The CTAN team have decided that packages on the archive shall remain
in a browsing-friendly layout.  In parallel, a new "install" tree has
been created.  The install tree's structure parallels those of the
main trees: for any package

   foo/bar/baz/...

on the main tree "foo", a TDS-structured ZIP file would be found at

   install/foo/bar/baz.tds.zip

which may be used to update a TeX system.

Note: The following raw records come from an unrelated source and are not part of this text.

//! Keyboard capability - key listeners at the document root.
//!
//! `keyboard.addEventListener(key, eventType, callback)` binds a listener
//! on the host's root element. The script callback is wrapped so it only
//! fires for the named key (or for any key with the `"*"` wildcard), and a
//! match suppresses the host's default handling of the event.

use std::cell::RefCell;
use std::rc::Rc;

use rhai::{Engine, FnPtr};

use crate::host::{Dom, KeyEvent};
use crate::types::ListenerId;

use super::{Capability, ScriptCallback, ScriptEnv};

/// Wildcard key name matching every key.
pub const ANY_KEY: &str = "*";

pub struct KeyboardCapability {
    dom: Rc<dyn Dom>,
    env: Rc<ScriptEnv>,
    listeners: Rc<RefCell<Vec<ListenerId>>>,
}

impl KeyboardCapability {
    pub fn new(dom: Rc<dyn Dom>, env: Rc<ScriptEnv>) -> Self {
        Self {
            dom,
            env,
            listeners: Rc::new(RefCell::new(Vec::new())),
        }
    }

    /// Number of live root listeners. Mostly useful for leak assertions.
    pub fn listener_count(&self) -> usize {
        self.listeners.borrow().len()
    }
}

fn wrap(key: String, callback: ScriptCallback) -> Rc<dyn Fn(&KeyEvent) -> bool> {
    Rc::new(move |event: &KeyEvent| {
        if key != ANY_KEY && event.key != key {
            return false;
        }
        callback.call(());
        true // suppress default handling for the matched key
    })
}

impl Capability for KeyboardCapability {
    fn name(&self) -> &'static str {
        "keyboard"
    }

    fn install(&self, engine: &mut Engine) {
        let dom = Rc::clone(&self.dom);
        let env = Rc::clone(&self.env);
        let listeners = Rc::clone(&self.listeners);
        engine.register_fn(
            "keyboard_add_event_listener",
            move |key: &str, event_type: &str, callback: FnPtr| {
                let callback = ScriptCallback::new(Rc::clone(&env), callback);
                let id = dom.add_key_listener(event_type, wrap(key.to_string(), callback));
                listeners.borrow_mut().push(id);
            },
        );
    }

    fn namespace(&self) -> String {
        r#"#{
    addEventListener: |key, eventType, callback| keyboard_add_event_listener(key, eventType, callback)
}"#
        .to_string()
    }

    fn reset(&self) {
        for id in self.listeners.borrow_mut().drain(..) {
            self.dom.remove_key_listener(id);
        }
    }
}

#[cfg(test)]
mod tests {
    use super::*;
    use crate::host::Modifiers;

    #[test]
    fn test_wrap_filters_by_key() {
        // The wrapped closure itself, without a script engine behind it:
        // a callback over a dead ScriptEnv is a no-op, but the match result
        // still decides default suppression.
        let env = ScriptEnv::new();
        let callback = ScriptCallback::new(env, FnPtr::new("missing").unwrap());

        let wrapped = wrap("Enter".to_string(), callback.clone());
        assert!(wrapped(&KeyEvent::new("Enter")));
        assert!(!wrapped(&KeyEvent::new("a")));
        // Matching is by key name; modifiers do not enter into it.
        assert!(wrapped(&KeyEvent::with_modifiers("Enter", Modifiers::SHIFT)));

        let any = wrap(ANY_KEY.to_string(), callback);
        assert!(any(&KeyEvent::new("a")));
        assert!(any(&KeyEvent::with_modifiers("Escape", Modifiers::CTRL | Modifiers::ALT)));
    }

    #[test]
    fn test_wildcard_constant() {
        // Guards the script-facing contract.
        assert_eq!(ANY_KEY, "*");
    }
}
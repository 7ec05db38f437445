//! Error type for script compilation and execution.
//!
//! Nothing in this crate lets a script failure escape to the host: `exec`
//! catches, logs and swallows. The error type exists for the internal
//! fallible path and for tests that want to assert on the failure mode.

use thiserror::Error;

/// Why a behavior program failed.
#[derive(Debug, Error)]
pub enum ScriptError {
    /// The script text did not produce a callable body. Treated the same as
    /// an empty program: nothing is running afterwards.
    #[error("script compilation failed: {0}")]
    Compile(#[from] rhai::ParseError),

    /// A runtime exception while the script body ran. Listeners and
    /// cuepoints registered before the failure point stay active until the
    /// next reset.
    #[error("script execution failed: {0}")]
    Eval(String),
}

impl From<Box<rhai::EvalAltResult>> for ScriptError {
    fn from(err: Box<rhai::EvalAltResult>) -> Self {
        Self::Eval(err.to_string())
    }
}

The CTAN team will check that baz.tds.zip correctly covers the package
material, when each version of baz is uploaded.  The check is not
guaranteed to spot every problem, but it detects gross errors (such as
updating a file zot.tex in the main tree, but not updating the copy in
baz.tds.zip)

Note that, in most cases, the usefulness of the .tds.zip is
transitory: most modern distributions provide most (free) packages, so
that after a day or so, a new (version of a) package will be available
via the distribution's update mechanism.

* Anomalies.

Overall, banishing TDS-format layouts remains our aim, but we can't
possibly claim that the policy has always been applied as we would
like.  All over the archive there are packages that are variously
"wrong" (by our reckoning above).  We shall not be correcting these
packages, unless new versions are uploaded, or some other imperative
arises.

Another (inevitable) anomaly is the TeX distributions.  CTAN archives
provide a repository from which users load a distribution, and which
supplies updates as parts of the distribution are upgraded.  We do not
expect to "improve" the distributions' layout (that is, any change
will come from the distribution managers).